▶ [Work order]
Gather each line in the entries that includes the string "await".

--- Supplied material Enclosed Below ---

use std::path::PathBuf;
use std::process::ExitCode;

use anyhow::{Context, Result};
use clap::{Parser, Subcommand};

use stacksync_core::api::{CmsClientConfig, HttpCmsClient};
use stacksync_core::config::{DeletionStrategy, load_config};
use stacksync_core::process::{Diagnostics, ProgressSink};
use stacksync_core::pull::{ModuleOutcome, pull_stack};
use stacksync_core::push::push_stack;
use stacksync_core::runtime::ResolvedPaths;

#[derive(Parser)]
#[command(
    name = "stacksync",
    about = "Synchronize a CMS stack with local YAML files",
    version
)]
struct Cli {
    #[command(subcommand)]
    command: Command,

    /// Project root holding the schema directory and stacksync.toml.
    #[arg(long, global = true)]
    project_root: Option<PathBuf>,

    /// Config file to use instead of <project-root>/stacksync.toml.
    #[arg(long, global = true)]
    config: Option<PathBuf>,

    /// Emit the full report as JSON on stdout.
    #[arg(long, global = true)]
    json: bool,

    /// Chatty progress output.
    #[arg(long, short, global = true)]
    verbose: bool,

    /// Delete items that only exist on the destination side, overriding the
    /// configured deletion strategy.
    #[arg(long, global = true)]
    delete: bool,
}

#[derive(Subcommand)]
enum Command {
    /// Mirror the remote stack into the local schema directory.
    Pull,
    /// Apply the local schema directory to the remote stack.
    Push,
}

/// Progress and diagnostics on stderr, leaving stdout to the JSON report.
struct ConsoleUi {
    verbose: bool,
}

impl ProgressSink for ConsoleUi {
    fn begin(&self, module: &str, total: usize) {
        eprintln!("==> {module} ({total} to process)");
    }

    fn advance(&self, n: usize) {
        if self.verbose {
            for _ in 0..n {
                eprint!(".");
            }
        }
    }
}

impl Diagnostics for ConsoleUi {
    fn info(&self, message: &str) {
        if self.verbose {
            eprintln!("    {message}");
        }
    }

    fn warn(&self, message: &str) {
        eprintln!("warning: {message}");
    }

    fn error(&self, message: &str) {
        eprintln!("error: {message}");
    }
}

#[tokio::main]
async fn main() -> ExitCode {
    dotenvy::dotenv().ok();
    let cli = Cli::parse();

    match run(cli).await {
        Ok(success) => {
            if success {
                ExitCode::SUCCESS
            } else {
                ExitCode::FAILURE
            }
        }
        Err(error) => {
            eprintln!("error: {error:#}");
            ExitCode::FAILURE
        }
    }
}

async fn run(cli: Cli) -> Result<bool> {
    let project_root = match &cli.project_root {
        Some(root) => root.clone(),
        None => std::env::current_dir().context("failed to resolve current directory")?,
    };

    let config_path = cli
        .config
        .clone()
        .unwrap_or_else(|| project_root.join("stacksync.toml"));
    let config = load_config(&config_path)?;
    let paths = ResolvedPaths::resolve(&project_root, &config);

    let deletion_strategy = if cli.delete {
        DeletionStrategy::Delete
    } else {
        config.deletion_strategy()
    };

    let client = HttpCmsClient::new(CmsClientConfig::from_config(&config)?)
        .context("failed to build API client")?;
    let ui = ConsoleUi {
        verbose: cli.verbose,
    };

    if cli.verbose {
        eprintln!("{}", paths.diagnostics());
    }

    match cli.command {
        Command::Pull => {
            let report = pull_stack(&client, &paths, deletion_strategy, &ui, &ui).await?;
            render(cli.json, report.success, &report.modules, &report.errors, report.request_count)?;
            Ok(report.success)
        }
        Command::Push => {
            let report = push_stack(&client, &paths, deletion_strategy, &ui, &ui).await?;
            render(cli.json, report.success, &report.modules, &report.errors, report.request_count)?;
            Ok(report.success)
        }
    }
}

fn render(
    json: bool,
    success: bool,
    modules: &[ModuleOutcome],
    errors: &[String],
    request_count: usize,
) -> Result<()> {
    if json {
        let report = serde_json::json!({
            "success": success,
            "modules": modules,
            "errors": errors,
            "request_count": request_count,
        });
        println!("{}", serde_json::to_string_pretty(&report)?);
        return Ok(());
    }

    for outcome in modules {
        println!("{}: {}", outcome.module, outcome.results.summary());
        for (key, message) in &outcome.results.failed {
            println!("  failed {key}: {message}");
        }
    }
    for error in errors {
        println!("module failed: {error}");
    }
    println!(
        "{} in {} API requests",
        if success { "done" } else { "completed with failures" },
        request_count
    );
    Ok(())
}
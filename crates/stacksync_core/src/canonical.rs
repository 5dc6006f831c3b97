use serde::Serialize;
use serde_json::Value;

/// Fields assigned by the remote system that must not influence equality.
const VOLATILE_FIELDS: [&str; 5] = ["uid", "created_at", "updated_at", "created_by", "updated_by"];

/// Reduce a JSON value to a canonical form for semantic comparison: volatile
/// server-assigned fields are dropped, and an absent/empty parent reference is
/// treated the same as none at all.
pub fn canonicalize(value: &Value) -> Value {
    match value {
        Value::Array(items) => Value::Array(items.iter().map(canonicalize).collect()),
        Value::Object(map) => {
            let mut out = serde_json::Map::new();
            for (key, item) in map {
                if VOLATILE_FIELDS.contains(&key.as_str()) {
                    continue;
                }
                if key == "parent" && is_empty_parent(item) {
                    continue;
                }
                out.insert(key.clone(), canonicalize(item));
            }
            Value::Object(out)
        }
        other => other.clone(),
    }
}

fn is_empty_parent(value: &Value) -> bool {
    match value {
        Value::Null => true,
        Value::Array(items) => items.is_empty(),
        _ => false,
    }
}

/// Order-independent semantic equivalence. Serialization failures err on the
/// side of "different" so the item gets re-sent rather than silently skipped.
pub fn equivalent<T: Serialize>(a: &T, b: &T) -> bool {
    match (serde_json::to_value(a), serde_json::to_value(b)) {
        (Ok(left), Ok(right)) => canonicalize(&left) == canonicalize(&right),
        _ => false,
    }
}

--- End of Enclosed Supplied material ---

▶ [Output for this task]
    match run(cli).await {
            let report = pull_stack(&client, &paths, deletion_strategy, &ui, &ui).await?;
            let report = push_stack(&client, &paths, deletion_strategy, &ui, &ui).await?;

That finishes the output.